= Task item =
Copy out each line featuring the string "mother" from the entries beneath.

[Dataset records]
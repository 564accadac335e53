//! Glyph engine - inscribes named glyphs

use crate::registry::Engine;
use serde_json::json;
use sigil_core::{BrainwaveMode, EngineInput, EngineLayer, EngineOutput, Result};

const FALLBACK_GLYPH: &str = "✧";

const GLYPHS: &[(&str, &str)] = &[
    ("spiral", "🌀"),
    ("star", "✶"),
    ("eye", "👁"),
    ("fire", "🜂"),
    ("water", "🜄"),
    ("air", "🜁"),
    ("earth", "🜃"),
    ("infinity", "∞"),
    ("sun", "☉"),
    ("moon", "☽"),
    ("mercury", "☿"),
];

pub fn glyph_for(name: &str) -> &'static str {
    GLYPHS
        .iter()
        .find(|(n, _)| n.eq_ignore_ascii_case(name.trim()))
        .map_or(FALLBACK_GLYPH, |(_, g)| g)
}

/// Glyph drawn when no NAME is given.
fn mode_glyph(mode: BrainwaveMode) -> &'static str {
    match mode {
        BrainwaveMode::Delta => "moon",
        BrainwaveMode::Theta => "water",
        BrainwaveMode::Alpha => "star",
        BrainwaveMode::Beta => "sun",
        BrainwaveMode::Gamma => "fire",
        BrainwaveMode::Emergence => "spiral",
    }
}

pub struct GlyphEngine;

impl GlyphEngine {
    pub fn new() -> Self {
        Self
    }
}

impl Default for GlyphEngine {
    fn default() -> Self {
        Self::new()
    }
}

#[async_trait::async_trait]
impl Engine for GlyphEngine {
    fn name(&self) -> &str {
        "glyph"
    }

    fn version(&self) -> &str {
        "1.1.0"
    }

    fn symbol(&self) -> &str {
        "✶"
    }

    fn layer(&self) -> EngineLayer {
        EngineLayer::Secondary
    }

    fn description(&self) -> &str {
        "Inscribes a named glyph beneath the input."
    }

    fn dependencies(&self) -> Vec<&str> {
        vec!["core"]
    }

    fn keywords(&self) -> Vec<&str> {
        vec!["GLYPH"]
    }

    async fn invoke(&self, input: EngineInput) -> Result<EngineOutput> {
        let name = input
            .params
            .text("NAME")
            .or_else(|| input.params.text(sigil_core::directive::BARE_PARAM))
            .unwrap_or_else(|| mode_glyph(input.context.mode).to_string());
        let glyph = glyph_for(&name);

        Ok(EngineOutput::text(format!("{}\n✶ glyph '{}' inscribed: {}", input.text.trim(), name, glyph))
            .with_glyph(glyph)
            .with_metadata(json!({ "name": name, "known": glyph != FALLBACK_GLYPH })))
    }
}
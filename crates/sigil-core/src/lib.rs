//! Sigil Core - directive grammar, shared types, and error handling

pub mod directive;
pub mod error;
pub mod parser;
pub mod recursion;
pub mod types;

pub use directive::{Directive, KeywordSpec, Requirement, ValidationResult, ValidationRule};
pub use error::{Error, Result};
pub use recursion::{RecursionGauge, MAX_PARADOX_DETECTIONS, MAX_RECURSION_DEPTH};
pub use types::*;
==
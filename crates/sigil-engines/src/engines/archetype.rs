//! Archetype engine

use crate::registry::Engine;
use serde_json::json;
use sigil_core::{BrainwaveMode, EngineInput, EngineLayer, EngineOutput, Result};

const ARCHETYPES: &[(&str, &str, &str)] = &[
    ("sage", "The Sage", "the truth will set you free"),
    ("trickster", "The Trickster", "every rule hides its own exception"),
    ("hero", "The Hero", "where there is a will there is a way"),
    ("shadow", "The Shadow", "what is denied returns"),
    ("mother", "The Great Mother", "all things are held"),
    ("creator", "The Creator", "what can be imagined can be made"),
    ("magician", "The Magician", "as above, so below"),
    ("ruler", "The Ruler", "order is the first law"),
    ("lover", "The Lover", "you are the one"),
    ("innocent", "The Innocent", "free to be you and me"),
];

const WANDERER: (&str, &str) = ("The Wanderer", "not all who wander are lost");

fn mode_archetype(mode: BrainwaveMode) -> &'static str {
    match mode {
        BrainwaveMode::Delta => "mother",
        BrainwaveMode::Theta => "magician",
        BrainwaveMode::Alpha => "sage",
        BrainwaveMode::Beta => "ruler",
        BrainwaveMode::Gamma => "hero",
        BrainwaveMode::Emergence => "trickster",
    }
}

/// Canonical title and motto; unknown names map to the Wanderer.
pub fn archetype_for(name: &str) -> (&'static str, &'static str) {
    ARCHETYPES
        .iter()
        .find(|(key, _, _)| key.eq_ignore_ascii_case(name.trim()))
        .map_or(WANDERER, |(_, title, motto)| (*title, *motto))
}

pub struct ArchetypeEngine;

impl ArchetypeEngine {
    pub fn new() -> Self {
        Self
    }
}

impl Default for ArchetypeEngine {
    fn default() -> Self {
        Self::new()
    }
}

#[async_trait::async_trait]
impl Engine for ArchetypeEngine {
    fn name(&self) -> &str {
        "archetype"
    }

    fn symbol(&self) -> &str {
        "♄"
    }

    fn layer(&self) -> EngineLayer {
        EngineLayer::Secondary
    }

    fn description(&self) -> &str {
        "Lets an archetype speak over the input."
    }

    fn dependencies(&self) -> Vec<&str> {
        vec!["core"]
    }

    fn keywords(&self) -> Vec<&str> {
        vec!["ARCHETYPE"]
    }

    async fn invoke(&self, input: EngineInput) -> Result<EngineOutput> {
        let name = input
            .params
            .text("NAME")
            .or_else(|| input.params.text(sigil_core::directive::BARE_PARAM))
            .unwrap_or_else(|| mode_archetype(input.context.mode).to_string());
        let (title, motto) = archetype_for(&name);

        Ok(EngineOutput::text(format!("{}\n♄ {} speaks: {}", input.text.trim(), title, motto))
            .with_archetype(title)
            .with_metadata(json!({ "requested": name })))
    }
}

= Solution below =
    ("mother", "The Great Mother", "all things are held"),
        BrainwaveMode::Delta => "mother",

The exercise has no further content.